▼
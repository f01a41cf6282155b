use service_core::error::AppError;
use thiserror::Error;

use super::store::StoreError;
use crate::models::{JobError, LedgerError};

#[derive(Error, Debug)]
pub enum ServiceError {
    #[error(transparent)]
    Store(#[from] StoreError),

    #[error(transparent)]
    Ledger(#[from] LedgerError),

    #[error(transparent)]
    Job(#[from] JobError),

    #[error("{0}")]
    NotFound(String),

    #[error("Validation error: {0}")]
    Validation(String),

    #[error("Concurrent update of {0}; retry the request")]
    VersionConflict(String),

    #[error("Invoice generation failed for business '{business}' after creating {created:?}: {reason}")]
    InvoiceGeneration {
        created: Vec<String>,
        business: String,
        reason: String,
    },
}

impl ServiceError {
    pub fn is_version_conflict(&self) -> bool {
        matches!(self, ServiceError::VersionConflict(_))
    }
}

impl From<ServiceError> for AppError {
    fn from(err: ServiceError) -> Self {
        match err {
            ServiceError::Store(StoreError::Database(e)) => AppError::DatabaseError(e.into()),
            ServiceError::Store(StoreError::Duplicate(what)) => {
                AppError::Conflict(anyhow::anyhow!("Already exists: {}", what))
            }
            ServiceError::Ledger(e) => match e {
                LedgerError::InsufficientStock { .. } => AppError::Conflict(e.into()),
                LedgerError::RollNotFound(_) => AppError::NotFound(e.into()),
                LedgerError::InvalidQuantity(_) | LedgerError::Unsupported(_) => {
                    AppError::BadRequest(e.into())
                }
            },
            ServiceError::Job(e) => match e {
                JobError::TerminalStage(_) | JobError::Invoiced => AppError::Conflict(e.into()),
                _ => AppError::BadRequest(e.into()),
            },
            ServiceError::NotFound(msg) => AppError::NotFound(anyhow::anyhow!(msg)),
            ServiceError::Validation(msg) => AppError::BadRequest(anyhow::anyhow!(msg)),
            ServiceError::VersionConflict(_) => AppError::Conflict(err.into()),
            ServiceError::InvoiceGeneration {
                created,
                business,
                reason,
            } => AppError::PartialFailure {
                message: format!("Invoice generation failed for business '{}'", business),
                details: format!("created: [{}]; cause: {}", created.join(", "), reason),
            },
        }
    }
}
▲
# [What the task requires]
Find how many lines in the entries above use the word "reason". Write the number alone.

# [Reply]
4